• **Required work**:
How do the records below read from their first line through the line containing "mode of operation."? Write those lines out exactly.

• **Record excerpts**:
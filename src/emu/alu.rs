//! The arithmetic and logic unit.

use crate::{
    circuit::{self, and, or, word_map, xor, GateKind},
    plat::{Word, WORD_BITS},
};

use super::{
    bus::{Board, BusId},
    WiringError,
};

/// The ALU's current mode of operation.
#[derive(Debug, Clone, Copy, Default, PartialEq, Eq, Hash)]
#[repr(u8)]
pub enum AluOp {
    /// Two's complement addition.
    #[default]
    Add = 0,
    /// `a - b`.
    Sub,
    /// Bitwise AND.
    And,
    /// Bitwise OR.
    Or,
    /// Bitwise XOR.
    Xor,
    /// Only uses the left operand.
    Not,
    /// Only uses the left operand.
    Shl,
    /// Only uses the left operand.
    Shr,
    /// Subtraction whose result is only meant for the flags.
    Cmp,
}

bitflags::bitflags! {
    /// The ALU status flags. The layout matches [`Condition`][crate::plat::Condition] so a jump
    /// condition can be tested against the flags register line by line.
    #[derive(Debug, Clone, Copy, Default, PartialEq, Eq, Hash)]
    pub struct AluFlags: u16 {
        /// Set if bit 15 of the result is 1.
        const NEGATIVE = 1 << 0;
        /// Set if an add/subtract overflowed as a signed operation.
        const OVERFLOW = 1 << 1;
        /// Set if the result was zero.
        const ZERO = 1 << 2;
        /// Carry out of the adder, or the bit shifted out by a shift.
        const CARRY = 1 << 3;
    }
}

/// Sum and carry-out of one bit position.
pub fn full_adder(a: bool, b: bool, carry_in: bool) -> (bool, bool) {
    let half = xor(a, b);
    let sum = xor(half, carry_in);
    let carry = or(and(a, b), and(half, carry_in));
    (sum, carry)
}

/// Ripple-carry addition. Returns `(sum, carry_out, signed_overflow)`.
pub fn ripple_add(a: Word, b: Word, carry_in: bool) -> (Word, bool, bool) {
    let mut carry = carry_in;
    let mut carry_into_msb = false;
    let mut sum: Word = 0;
    for i in 0..WORD_BITS {
        if i == WORD_BITS - 1 {
            carry_into_msb = carry;
        }
        let (s, c) = full_adder(circuit::wire(a, i), circuit::wire(b, i), carry);
        sum |= Word::from(s) << i;
        carry = c;
    }
    (sum, carry, xor(carry_into_msb, carry))
}

/// Computes `a op b`. Pure: nothing is remembered between calls.
pub fn compute(a: Word, b: Word, op: AluOp) -> (Word, AluFlags) {
    let mut flags = AluFlags::empty();
    let result = match op {
        AluOp::Add => {
            let (sum, carry, overflow) = ripple_add(a, b, false);
            flags.set(AluFlags::CARRY, carry);
            flags.set(AluFlags::OVERFLOW, overflow);
            sum
        }
        AluOp::Sub | AluOp::Cmp => {
            let (diff, carry, overflow) = ripple_add(a, word_map(GateKind::Not, b, 0), true);
            flags.set(AluFlags::CARRY, carry);
            flags.set(AluFlags::OVERFLOW, overflow);
            diff
        }
        AluOp::And => word_map(GateKind::And, a, b),
        AluOp::Or => word_map(GateKind::Or, a, b),
        AluOp::Xor => word_map(GateKind::Xor, a, b),
        AluOp::Not => word_map(GateKind::Not, a, 0),
        AluOp::Shl => {
            flags.set(AluFlags::CARRY, circuit::wire(a, WORD_BITS - 1));
            a << 1
        }
        AluOp::Shr => {
            flags.set(AluFlags::CARRY, circuit::wire(a, 0));
            a >> 1
        }
    };
    let lines: [bool; WORD_BITS] = std::array::from_fn(|i| circuit::wire(result, i));
    flags.set(AluFlags::ZERO, GateKind::Nor.eval(&lines));
    flags.set(AluFlags::NEGATIVE, lines[WORD_BITS - 1]);
    (result, flags)
}

/// The ALU as a wired component. It recomputes and drives its result and flags buses every tick,
/// whether or not anything latches them.
#[derive(Debug, Clone, Default)]
pub struct Alu {
    /// Operation selected by the current control word.
    pub op: AluOp,
    result_bus: Option<BusId>,
    flags_bus: Option<BusId>,
}

impl Alu {
    /// An unconnected ALU in `Add` mode.
    pub fn new() -> Self {
        Self::default()
    }

    /// Resolves the result and flags buses.
    pub fn connect(&mut self, result_bus: BusId, flags_bus: BusId) -> Result<(), WiringError> {
        if self.result_bus.is_some() {
            return Err(WiringError::AlreadyConnected {
                component: "alu".into(),
            });
        }
        self.result_bus = Some(result_bus);
        self.flags_bus = Some(flags_bus);
        Ok(())
    }

    /// Settles the ALU from its two operands and drives the result and flags buses.
    pub fn update(&self, board: &mut Board, a: Word, b: Word) -> Result<(), WiringError> {
        let (result, flags) = compute(a, b, self.op);
        for (bus, value) in [(self.result_bus, result), (self.flags_bus, flags.bits())] {
            let id = bus.ok_or_else(|| WiringError::Unconnected {
                component: "alu".into(),
            })?;
            board
                .bus_mut(id)
                .ok_or(WiringError::UnknownBus {
                    component: "alu".into(),
                    bus: id.index(),
                })?
                .set_value("alu", value);
        }
        Ok(())
    }
}

#[cfg(test)]
mod tests {
    use super::*;

    #[test]
    fn test_add_wraps_and_sets_carry() {
        let (r, f) = compute(0xFFFF, 0x0001, AluOp::Add);
        assert_eq!(r, 0);
        assert!(f.contains(AluFlags::CARRY | AluFlags::ZERO));
        assert!(!f.contains(AluFlags::OVERFLOW));

        let (r, f) = compute(1234, 4321, AluOp::Add);
        assert_eq!(r, 5555);
        assert_eq!(f, AluFlags::empty());
    }

    #[test]
    fn test_add_matches_wrapping_add() {
        for &(a, b) in &[
            (0u16, 0u16),
            (0x7FFF, 1),
            (0x8000, 0x8000),
            (0x1234, 0xEDCC),
            (0xAAAA, 0x5555),
            (300, 65000),
        ] {
            let (r, f) = compute(a, b, AluOp::Add);
            assert_eq!(r, a.wrapping_add(b));
            assert_eq!(f.contains(AluFlags::CARRY), a.checked_add(b).is_none());
            assert_eq!(
                f.contains(AluFlags::OVERFLOW),
                (a as i16).checked_add(b as i16).is_none()
            );
        }
    }

    #[test]
    fn test_signed_overflow() {
        let (r, f) = compute(0x7FFF, 0x0001, AluOp::Add);
        assert_eq!(r, 0x8000);
        assert!(f.contains(AluFlags::OVERFLOW | AluFlags::NEGATIVE));
        assert!(!f.contains(AluFlags::CARRY));

        let (_, f) = compute(0x8000, 0x0001, AluOp::Sub);
        assert!(f.contains(AluFlags::OVERFLOW));
    }

    #[test]
    fn test_sub_carry_means_no_borrow() {
        let (r, f) = compute(5, 3, AluOp::Sub);
        assert_eq!(r, 2);
        assert!(f.contains(AluFlags::CARRY));

        let (r, f) = compute(3, 5, AluOp::Sub);
        assert_eq!(r, 0xFFFE);
        assert!(!f.contains(AluFlags::CARRY));
        assert!(f.contains(AluFlags::NEGATIVE));

        let (r, f) = compute(7, 7, AluOp::Cmp);
        assert_eq!(r, 0);
        assert!(f.contains(AluFlags::ZERO | AluFlags::CARRY));
    }

    #[test]
    fn test_logic_and_shifts() {
        assert_eq!(compute(0xF0F0, 0xFF00, AluOp::And).0, 0xF000);
        assert_eq!(compute(0xF0F0, 0x0F00, AluOp::Or).0, 0xFFF0);
        assert_eq!(compute(0xFFFF, 0x0F0F, AluOp::Xor).0, 0xF0F0);
        assert_eq!(compute(0x00FF, 0xDEAD, AluOp::Not).0, 0xFF00);

        let (r, f) = compute(0x8001, 0, AluOp::Shl);
        assert_eq!(r, 0x0002);
        assert!(f.contains(AluFlags::CARRY));
        let (r, f) = compute(0x8001, 0, AluOp::Shr);
        assert_eq!(r, 0x4000);
        assert!(f.contains(AluFlags::CARRY));
        let (_, f) = compute(0x0F0F, 0xF0F0, AluOp::And);
        assert_eq!(f, AluFlags::ZERO);
    }

    #[test]
    fn test_compute_is_stateless() {
        let first = compute(0x1234, 0x4321, AluOp::Sub);
        compute(0xFFFF, 0xFFFF, AluOp::Add);
        assert_eq!(compute(0x1234, 0x4321, AluOp::Sub), first);
    }

    #[test]
    fn test_alu_drives_result_and_flags() {
        let mut board = Board::new();
        let result = board.add_bus("alu").unwrap();
        let flags = board.add_bus("alu_flags").unwrap();
        let mut alu = Alu::new();
        alu.connect(result, flags).unwrap();
        alu.op = AluOp::Sub;
        alu.update(&mut board, 10, 10).unwrap();
        assert_eq!(board.bus(result).unwrap().value(), 0);
        assert_eq!(
            AluFlags::from_bits_truncate(board.bus(flags).unwrap().value()),
            AluFlags::ZERO | AluFlags::CARRY
        );
    }
}
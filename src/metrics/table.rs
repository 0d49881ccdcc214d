//! Per-threshold statistics table

use serde::{Deserialize, Serialize};

use super::names::ThresholdMetric;
use crate::error::{MetricsError, Result};

/// One row of the threshold table: counts and rates at a single cutoff
///
/// Rate columns missing from a decoded row are derived from its counts.
#[derive(Clone, Debug, PartialEq, Serialize, Deserialize)]
#[serde(from = "RawThresholdRow")]
pub struct ThresholdRow {
    pub threshold: f64,
    pub f1: f64,
    pub f2: f64,
    pub f0point5: f64,
    pub accuracy: f64,
    pub precision: f64,
    pub absolute_mcc: f64,
    pub min_per_class_accuracy: f64,
    pub mean_per_class_accuracy: f64,
    pub tns: u64,
    pub fns: u64,
    pub fps: u64,
    pub tps: u64,
    pub tnr: f64,
    pub fnr: f64,
    pub fpr: f64,
    pub tpr: f64,
}

/// Wire shape of a threshold row; counts are required, rates optional
#[derive(Deserialize)]
struct RawThresholdRow {
    threshold: f64,
    tns: u64,
    fns: u64,
    fps: u64,
    tps: u64,
    f1: Option<f64>,
    f2: Option<f64>,
    f0point5: Option<f64>,
    accuracy: Option<f64>,
    precision: Option<f64>,
    absolute_mcc: Option<f64>,
    min_per_class_accuracy: Option<f64>,
    mean_per_class_accuracy: Option<f64>,
    tnr: Option<f64>,
    fnr: Option<f64>,
    fpr: Option<f64>,
    tpr: Option<f64>,
}

impl From<RawThresholdRow> for ThresholdRow {
    fn from(raw: RawThresholdRow) -> Self {
        let derived = ThresholdRow::from_counts(raw.threshold, raw.tns, raw.fps, raw.fns, raw.tps);
        Self {
            f1: raw.f1.unwrap_or(derived.f1),
            f2: raw.f2.unwrap_or(derived.f2),
            f0point5: raw.f0point5.unwrap_or(derived.f0point5),
            accuracy: raw.accuracy.unwrap_or(derived.accuracy),
            precision: raw.precision.unwrap_or(derived.precision),
            absolute_mcc: raw.absolute_mcc.unwrap_or(derived.absolute_mcc),
            min_per_class_accuracy: raw.min_per_class_accuracy.unwrap_or(derived.min_per_class_accuracy),
            mean_per_class_accuracy: raw.mean_per_class_accuracy.unwrap_or(derived.mean_per_class_accuracy),
            tnr: raw.tnr.unwrap_or(derived.tnr),
            fnr: raw.fnr.unwrap_or(derived.fnr),
            fpr: raw.fpr.unwrap_or(derived.fpr),
            tpr: raw.tpr.unwrap_or(derived.tpr),
            ..derived
        }
    }
}

impl ThresholdRow {
    /// Build a row from raw counts, deriving every rate column
    pub fn from_counts(threshold: f64, tns: u64, fps: u64, fns: u64, tps: u64) -> Self {
        let ratio = |num: f64, den: f64| if den > 0.0 { num / den } else { 0.0 };
        let (tn, fp, fn_, tp) = (tns as f64, fps as f64, fns as f64, tps as f64);

        let tpr = ratio(tp, tp + fn_);
        let tnr = ratio(tn, tn + fp);
        let precision = ratio(tp, tp + fp);
        let f_beta = |beta: f64| {
            let b2 = beta * beta;
            ratio((1.0 + b2) * precision * tpr, b2 * precision + tpr)
        };
        let mcc_den = ((tp + fp) * (tp + fn_) * (tn + fp) * (tn + fn_)).sqrt();

        Self {
            threshold,
            f1: f_beta(1.0),
            f2: f_beta(2.0),
            f0point5: f_beta(0.5),
            accuracy: ratio(tp + tn, tp + tn + fp + fn_),
            precision,
            absolute_mcc: ratio((tp * tn - fp * fn_).abs(), mcc_den),
            min_per_class_accuracy: tpr.min(tnr),
            mean_per_class_accuracy: (tpr + tnr) / 2.0,
            tns,
            fns,
            fps,
            tps,
            tnr,
            fnr: ratio(fn_, tp + fn_),
            fpr: ratio(fp, tn + fp),
            tpr,
        }
    }

    /// Value of the given column (counts widened to f64)
    pub fn value(&self, metric: ThresholdMetric) -> f64 {
        match metric {
            ThresholdMetric::AbsoluteMcc => self.absolute_mcc,
            ThresholdMetric::Accuracy => self.accuracy,
            ThresholdMetric::Precision => self.precision,
            ThresholdMetric::F0point5 => self.f0point5,
            ThresholdMetric::F1 => self.f1,
            ThresholdMetric::F2 => self.f2,
            ThresholdMetric::MeanPerClassAccuracy => self.mean_per_class_accuracy,
            ThresholdMetric::MinPerClassAccuracy => self.min_per_class_accuracy,
            ThresholdMetric::Tns => self.tns as f64,
            ThresholdMetric::Fns => self.fns as f64,
            ThresholdMetric::Fps => self.fps as f64,
            ThresholdMetric::Tps => self.tps as f64,
            ThresholdMetric::Tnr => self.tnr,
            ThresholdMetric::Fnr => self.fnr,
            ThresholdMetric::Fpr => self.fpr,
            ThresholdMetric::Tpr => self.tpr,
        }
    }

    /// tn + fp + fn + tp
    pub fn total(&self) -> u64 {
        self.tns + self.fps + self.fns + self.tps
    }
}

/// Immutable view of the threshold table
///
/// Rows keep the order the evaluator produced them in; they need not be
/// sorted. Every row is checked to sum to the same observation count.
#[derive(Clone, Debug, Default, PartialEq)]
pub struct MetricsTable {
    rows: Vec<ThresholdRow>,
    total_observations: u64,
}

impl MetricsTable {
    /// Create a table, rejecting rows whose counts disagree on the total
    /// and thresholds that are not finite values in [0, 1]
    pub fn new(rows: Vec<ThresholdRow>) -> Result<Self> {
        let total_observations = rows.first().map_or(0, ThresholdRow::total);
        for (row, r) in rows.iter().enumerate() {
            if !(0.0..=1.0).contains(&r.threshold) {
                return Err(MetricsError::InvalidThreshold(format!("{} in row {row}", r.threshold)));
            }
            if r.total() != total_observations {
                return Err(MetricsError::InconsistentCounts {
                    row,
                    expected: total_observations,
                    actual: r.total(),
                });
            }
        }
        Ok(Self { rows, total_observations })
    }

    /// Get all rows in table order
    pub fn rows(&self) -> &[ThresholdRow] {
        &self.rows
    }

    /// Get a row by index
    pub fn row(&self, idx: usize) -> Option<&ThresholdRow> {
        self.rows.get(idx)
    }

    /// Number of rows
    pub fn len(&self) -> usize {
        self.rows.len()
    }

    /// Whether the table has no rows
    pub fn is_empty(&self) -> bool {
        self.rows.is_empty()
    }

    /// Observation count shared by every row (0 for an empty table)
    pub fn total_observations(&self) -> u64 {
        self.total_observations
    }

    /// Iterate thresholds in table order
    pub fn thresholds(&self) -> impl Iterator<Item = f64> + '_ {
        self.rows.iter().map(|r| r.threshold)
    }

    /// Iterate one column in table order
    pub fn column(&self, metric: ThresholdMetric) -> impl Iterator<Item = f64> + '_ {
        self.rows.iter().map(move |r| r.value(metric))
    }
}

impl Serialize for MetricsTable {
    fn serialize<S>(&self, serializer: S) -> std::result::Result<S::Ok, S::Error>
    where
        S: serde::Serializer,
    {
        self.rows.serialize(serializer)
    }
}

impl<'de> Deserialize<'de> for MetricsTable {
    fn deserialize<D>(deserializer: D) -> std::result::Result<Self, D::Error>
    where
        D: serde::Deserializer<'de>,
    {
        let rows = Vec::<ThresholdRow>::deserialize(deserializer)?;
        MetricsTable::new(rows).map_err(serde::de::Error::custom)
    }
}

#[cfg(test)]
mod tests {
    use super::*;
    use approx::assert_relative_eq;

    #[test]
    fn test_from_counts_rates() {
        let row = ThresholdRow::from_counts(0.1, 70, 30, 10, 90);
        assert_relative_eq!(row.tpr, 0.9, epsilon = 1e-12);
        assert_relative_eq!(row.tnr, 0.7, epsilon = 1e-12);
        assert_relative_eq!(row.fpr, 0.3, epsilon = 1e-12);
        assert_relative_eq!(row.fnr, 0.1, epsilon = 1e-12);
        assert_relative_eq!(row.accuracy, 0.8, epsilon = 1e-12);
        assert_relative_eq!(row.precision, 0.75, epsilon = 1e-12);
        assert_relative_eq!(row.min_per_class_accuracy, 0.7, epsilon = 1e-12);
        assert_relative_eq!(row.mean_per_class_accuracy, 0.8, epsilon = 1e-12);
        assert_eq!(row.total(), 200);
    }

    #[test]
    fn test_from_counts_zero_denominators() {
        let row = ThresholdRow::from_counts(1.0, 10, 0, 5, 0);
        assert_eq!(row.precision, 0.0);
        assert_eq!(row.f1, 0.0);
        assert_eq!(row.absolute_mcc, 0.0);
        assert!(!row.f2.is_nan());
    }

    #[test]
    fn test_value_counts_widen() {
        let row = ThresholdRow::from_counts(0.5, 90, 10, 30, 70);
        assert_eq!(row.value(ThresholdMetric::Tns), 90.0);
        assert_eq!(row.value(ThresholdMetric::Fps), 10.0);
        assert_eq!(row.value(ThresholdMetric::Fns), 30.0);
        assert_eq!(row.value(ThresholdMetric::Tps), 70.0);
    }

    #[test]
    fn test_table_total_observations() {
        let table = MetricsTable::new(vec![
            ThresholdRow::from_counts(0.1, 70, 30, 10, 90),
            ThresholdRow::from_counts(0.5, 90, 10, 30, 70),
        ])
        .unwrap();
        assert_eq!(table.len(), 2);
        assert_eq!(table.total_observations(), 200);
        assert_eq!(table.thresholds().collect::<Vec<_>>(), vec![0.1, 0.5]);
    }

    #[test]
    fn test_table_rejects_inconsistent_counts() {
        let err = MetricsTable::new(vec![
            ThresholdRow::from_counts(0.1, 70, 30, 10, 90),
            ThresholdRow::from_counts(0.5, 90, 10, 30, 71),
        ])
        .unwrap_err();
        assert!(matches!(err, MetricsError::InconsistentCounts { row: 1, expected: 200, actual: 201 }));
    }

    #[test]
    fn test_empty_table_is_valid() {
        let table = MetricsTable::new(vec![]).unwrap();
        assert!(table.is_empty());
        assert_eq!(table.total_observations(), 0);
    }

    #[test]
    fn test_table_rejects_non_finite_threshold() {
        let err = MetricsTable::new(vec![
            ThresholdRow::from_counts(0.1, 70, 30, 10, 90),
            ThresholdRow::from_counts(f64::NAN, 90, 10, 30, 70),
        ])
        .unwrap_err();
        assert!(matches!(err, MetricsError::InvalidThreshold(ref m) if m.contains("row 1")));

        let err = MetricsTable::new(vec![ThresholdRow::from_counts(1.5, 90, 10, 30, 70)]).unwrap_err();
        assert!(matches!(err, MetricsError::InvalidThreshold(_)));
    }

    #[test]
    fn test_deserialize_derives_missing_rates() {
        let row: ThresholdRow =
            serde_json::from_str(r#"{"threshold": 0.1, "tns": 70, "fps": 30, "fns": 10, "tps": 90}"#).unwrap();
        assert_relative_eq!(row.precision, 0.75, epsilon = 1e-12);
        assert_relative_eq!(row.tpr, 0.9, epsilon = 1e-12);
        assert_relative_eq!(row.fpr, 0.3, epsilon = 1e-12);
        assert_relative_eq!(row.accuracy, 0.8, epsilon = 1e-12);
        assert_eq!(row, ThresholdRow::from_counts(0.1, 70, 30, 10, 90));
    }

    #[test]
    fn test_deserialize_keeps_reported_rates() {
        let row: ThresholdRow = serde_json::from_str(
            r#"{"threshold": 0.1, "tns": 70, "fps": 30, "fns": 10, "tps": 90, "f1": 0.5, "tpr": 0.91}"#,
        )
        .unwrap();
        assert_eq!(row.f1, 0.5);
        assert_eq!(row.tpr, 0.91);
        assert_relative_eq!(row.precision, 0.75, epsilon = 1e-12);
    }

    #[test]
    fn test_deserialize_requires_counts() {
        let result: std::result::Result<ThresholdRow, _> =
            serde_json::from_str(r#"{"threshold": 0.1, "tns": 70, "fps": 30, "tpr": 0.9, "precision": 0.75}"#);
        assert!(result.is_err());
    }

    #[test]
    fn test_deserialize_validates() {
        let json = r#"[
            {"threshold": 0.1, "tns": 70, "fps": 30, "fns": 10, "tps": 90},
            {"threshold": 0.5, "tns": 90, "fps": 10, "fns": 30, "tps": 69}
        ]"#;
        let result: std::result::Result<MetricsTable, _> = serde_json::from_str(json);
        assert!(result.is_err());
    }
}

• **Output below**:
filename src/emu/alu.rs
//! The arithmetic and logic unit.

use crate::{
    circuit::{self, and, or, word_map, xor, GateKind},
    plat::{Word, WORD_BITS},
};

use super::{
    bus::{Board, BusId},
    WiringError,
};

/// The ALU's current mode of operation.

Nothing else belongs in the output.